Sitosterolemia (phytosterolemia) is a rare autosomal recessively inherited disorder that is characterized by premature coronary artery disease, xanthomas, and increased plasma plant sterols and 5alpha-stanols. Affected individuals show an increased absorption of both cholesterol and sitosterol from the diet, decreased bile clearance of these sterols and their metabolites resulting in markedly expanded whole body cholesterol and sitosterol pools. Biochemical studies have shown that the regulation of the cholesterol biosynthetic pathway may be abnormal in this condition. In particular, the activities and mRNA for the biosynthetic enzymes, 3-hydroxy-3-methylglutaryl coenzyme A (HMG-CoA) reductase and HMG-CoA synthase are low in liver biopsy specimens isolated from affected individuals, suggesting replete intracellular cholesterol pools.
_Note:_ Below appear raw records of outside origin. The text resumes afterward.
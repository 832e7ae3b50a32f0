//! Configuration structures.
//!
//! Every recognised option is an enumerated field; unknown keys are
//! rejected at load time by `deny_unknown_fields`, so configuration
//! mistakes fail closed instead of silently applying defaults.

use serde::{Deserialize, Serialize};

/// Scheduling policy selector. Exactly one policy is active at a time.
#[derive(Debug, Clone, Copy, PartialEq, Eq, Serialize, Deserialize)]
#[serde(rename_all = "snake_case")]
pub enum SchedulingAlgorithm {
    Fifo,
    FairShare,
    Priority,
    ShortestJobFirst,
    Backfill,
    DeadlineAware,
    MultiObjective,
}

impl Default for SchedulingAlgorithm {
    fn default() -> Self {
        Self::Fifo
    }
}

/// Main configuration structure for RunnerHub.
#[derive(Debug, Clone, Default, Serialize, Deserialize)]
#[serde(rename_all = "snake_case", deny_unknown_fields)]
pub struct Config {
    #[serde(default)]
    pub scheduler: SchedulerConfig,

    #[serde(default)]
    pub load_balancer: LoadBalancerConfig,

    #[serde(default)]
    pub executor: ExecutorConfig,

    #[serde(default)]
    pub security: SecurityConfig,

    #[serde(default)]
    pub audit: AuditConfig,

    #[serde(default)]
    pub logging: LoggingConfig,

    #[serde(default)]
    pub webhook: WebhookConfig,
}

/// Scheduler configuration.
#[derive(Debug, Clone, Serialize, Deserialize)]
#[serde(rename_all = "snake_case", deny_unknown_fields)]
pub struct SchedulerConfig {
    #[serde(default)]
    pub scheduling_algorithm: SchedulingAlgorithm,

    /// Seconds between scheduling passes.
    #[serde(default = "default_scheduling_interval")]
    pub scheduling_interval_secs: u64,

    #[serde(default)]
    pub preemption_enabled: bool,

    #[serde(default)]
    pub fair_share_enabled: bool,

    #[serde(default)]
    pub backfill_enabled: bool,

    /// Whether reservations are held for scheduled jobs before start.
    #[serde(default = "default_true")]
    pub resource_reservation: bool,

    #[serde(default)]
    pub auto_scaling: AutoScalingConfig,
}

const fn default_scheduling_interval() -> u64 {
    5
}

const fn default_true() -> bool {
    true
}

impl Default for SchedulerConfig {
    fn default() -> Self {
        Self {
            scheduling_algorithm: SchedulingAlgorithm::default(),
            scheduling_interval_secs: default_scheduling_interval(),
            preemption_enabled: false,
            fair_share_enabled: false,
            backfill_enabled: false,
            resource_reservation: true,
            auto_scaling: AutoScalingConfig::default(),
        }
    }
}

/// Auto-scaling configuration for pools.
#[derive(Debug, Clone, Serialize, Deserialize)]
#[serde(rename_all = "snake_case", deny_unknown_fields)]
pub struct AutoScalingConfig {
    #[serde(default)]
    pub enabled: bool,

    #[serde(default = "default_min_runners")]
    pub min_runners: u32,

    #[serde(default = "default_max_runners")]
    pub max_runners: u32,

    /// Scale up above this utilization.
    #[serde(default = "default_scale_up_threshold")]
    pub scale_up_threshold: f64,

    /// Scale down below this utilization.
    #[serde(default = "default_scale_down_threshold")]
    pub scale_down_threshold: f64,

    #[serde(default = "default_scale_up_cooldown")]
    pub scale_up_cooldown_secs: u64,

    #[serde(default = "default_scale_down_cooldown")]
    pub scale_down_cooldown_secs: u64,

    #[serde(default = "default_scale_steps")]
    pub scale_up_steps: u32,

    #[serde(default = "default_scale_steps")]
    pub scale_down_steps: u32,
}

const fn default_min_runners() -> u32 {
    1
}

const fn default_max_runners() -> u32 {
    10
}

const fn default_scale_up_threshold() -> f64 {
    0.8
}

const fn default_scale_down_threshold() -> f64 {
    0.3
}

const fn default_scale_up_cooldown() -> u64 {
    120
}

const fn default_scale_down_cooldown() -> u64 {
    600
}

const fn default_scale_steps() -> u32 {
    1
}

impl Default for AutoScalingConfig {
    fn default() -> Self {
        Self {
            enabled: false,
            min_runners: default_min_runners(),
            max_runners: default_max_runners(),
            scale_up_threshold: default_scale_up_threshold(),
            scale_down_threshold: default_scale_down_threshold(),
            scale_up_cooldown_secs: default_scale_up_cooldown(),
            scale_down_cooldown_secs: default_scale_down_cooldown(),
            scale_up_steps: default_scale_steps(),
            scale_down_steps: default_scale_steps(),
        }
    }
}

/// Which submission attribute sticky sessions pin on.
#[derive(Debug, Clone, Copy, PartialEq, Eq, Serialize, Deserialize)]
#[serde(rename_all = "snake_case")]
pub enum StickyKey {
    Repository,
    Workflow,
    User,
}

impl Default for StickyKey {
    fn default() -> Self {
        Self::Repository
    }
}

/// Sticky-session configuration.
#[derive(Debug, Clone, Serialize, Deserialize)]
#[serde(rename_all = "snake_case", deny_unknown_fields)]
pub struct StickyConfig {
    #[serde(default)]
    pub enabled: bool,

    #[serde(default)]
    pub key: StickyKey,

    #[serde(default = "default_sticky_ttl")]
    pub ttl_secs: u64,

    #[serde(default = "default_max_sessions")]
    pub max_sessions: usize,
}

const fn default_sticky_ttl() -> u64 {
    1800
}

const fn default_max_sessions() -> usize {
    10_000
}

impl Default for StickyConfig {
    fn default() -> Self {
        Self {
            enabled: false,
            key: StickyKey::default(),
            ttl_secs: default_sticky_ttl(),
            max_sessions: default_max_sessions(),
        }
    }
}

/// Submission throttling configuration, keyed by `repo:workflow`.
#[derive(Debug, Clone, Serialize, Deserialize)]
#[serde(rename_all = "snake_case", deny_unknown_fields)]
pub struct ThrottlingConfig {
    #[serde(default = "default_rps")]
    pub requests_per_second: u32,

    #[serde(default = "default_rpm")]
    pub requests_per_minute: u32,

    #[serde(default = "default_burst")]
    pub burst: u32,
}

const fn default_rps() -> u32 {
    10
}

const fn default_rpm() -> u32 {
    300
}

const fn default_burst() -> u32 {
    20
}

impl Default for ThrottlingConfig {
    fn default() -> Self {
        Self {
            requests_per_second: default_rps(),
            requests_per_minute: default_rpm(),
            burst: default_burst(),
        }
    }
}

/// How the load balancer picks runners.
#[derive(Debug, Clone, Copy, PartialEq, Eq, Serialize, Deserialize)]
#[serde(rename_all = "snake_case")]
pub enum LbAlgorithm {
    /// Delegate to the router's per-job algorithm selection.
    RouterDelegate,
    /// Pin by consistent hash of the session key.
    ConsistentHash,
}

impl Default for LbAlgorithm {
    fn default() -> Self {
        Self::RouterDelegate
    }
}

/// Load balancer configuration.
#[derive(Debug, Clone, Serialize, Deserialize)]
#[serde(rename_all = "snake_case", deny_unknown_fields)]
pub struct LoadBalancerConfig {
    #[serde(default)]
    pub algorithm: LbAlgorithm,

    #[serde(default = "default_max_concurrent_jobs")]
    pub max_concurrent_jobs: usize,

    /// Total queued jobs across all priority queues.
    #[serde(default = "default_max_queue_size")]
    pub max_queue_size: usize,

    #[serde(default = "default_priority_queues")]
    pub priority_queues: usize,

    /// Failure rate at which a runner's breaker opens.
    #[serde(default = "default_breaker_threshold")]
    pub circuit_breaker_threshold: f64,

    /// Seconds an open breaker waits before probing half-open.
    #[serde(default = "default_half_open_timeout")]
    pub half_open_timeout_secs: u64,

    #[serde(default = "default_health_check_interval")]
    pub health_check_interval_secs: u64,

    #[serde(default)]
    pub throttling: ThrottlingConfig,

    #[serde(default)]
    pub sticky: StickyConfig,
}

const fn default_max_concurrent_jobs() -> usize {
    50
}

const fn default_max_queue_size() -> usize {
    500
}

const fn default_priority_queues() -> usize {
    5
}

const fn default_breaker_threshold() -> f64 {
    0.5
}

const fn default_half_open_timeout() -> u64 {
    60
}

const fn default_health_check_interval() -> u64 {
    30
}

impl Default for LoadBalancerConfig {
    fn default() -> Self {
        Self {
            algorithm: LbAlgorithm::default(),
            max_concurrent_jobs: default_max_concurrent_jobs(),
            max_queue_size: default_max_queue_size(),
            priority_queues: default_priority_queues(),
            circuit_breaker_threshold: default_breaker_threshold(),
            half_open_timeout_secs: default_half_open_timeout(),
            health_check_interval_secs: default_health_check_interval(),
            throttling: ThrottlingConfig::default(),
            sticky: StickyConfig::default(),
        }
    }
}

/// Executor configuration.
#[derive(Debug, Clone, Serialize, Deserialize)]
#[serde(rename_all = "snake_case", deny_unknown_fields)]
pub struct ExecutorConfig {
    #[serde(default = "default_max_concurrent_jobs")]
    pub max_concurrent: usize,

    #[serde(default = "default_max_retries")]
    pub max_retries: u32,

    /// Base retry delay; attempt `n` waits `base * multiplier^(n-1)`.
    #[serde(default = "default_retry_delay_ms")]
    pub retry_delay_ms: u64,

    #[serde(default = "default_retry_multiplier")]
    pub retry_multiplier: f64,

    /// Seconds between dispatch ticks.
    #[serde(default = "default_tick_interval")]
    pub tick_interval_secs: u64,

    /// Soft-stop window for cancelled containers.
    #[serde(default = "default_grace_period")]
    pub grace_period_secs: u64,

    #[serde(default = "default_true")]
    pub load_balancing_enabled: bool,

    #[serde(default = "default_true")]
    pub resource_aware: bool,
}
/// Owns per-job security contexts and the security subsystems.
pub struct SecurityOrchestrator {
    config: SecurityConfig,
    engine: Arc<dyn ContainerEngine>,
    rbac: Arc<Rbac>,
    scan: ScanPolicy,
    quotas: Arc<ResourceQuotas>,
    network: NetworkIsolation,
    secrets: Arc<SecretManager>,
    monitor: RuntimeMonitor,
    audit: Arc<AuditLog>,
    contexts: Mutex<HashMap<Uuid, ContextRecord>>,
    threat_rx: Mutex<Option<mpsc::Receiver<ThreatEvent>>>,
    events_tx: broadcast::Sender<SecurityEvent>,
}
However, the membrane expression of hepatocyte low density lipoprotein receptors was increased, suggesting discordant regulation. Segregation analyses in three families for the genes for HMG-CoA reductase, HMG-CoA synthase, and LDL-receptor excluded these as sites of mutation. In view of the previously described discordant regulation of the above genes in sitosterolemia, the two major regulatory genes for this pathway, sterol regulatory element binding proteins (SREBP-1 and -2), were also examined. These genes did not segregate with the disease and were thus excluded. Two other genes involved in cholesterol absorption and chylomicron secretion, namely acyl coenzyme A:cholesterol acyltransferase (ACAT) and microsomal triglyceride transfer protein (MTP) were also examined for segregation and similarly excluded. Although the gene defect in sitosterolemia therefore remains to be elucidated, important candidate genes have been excluded.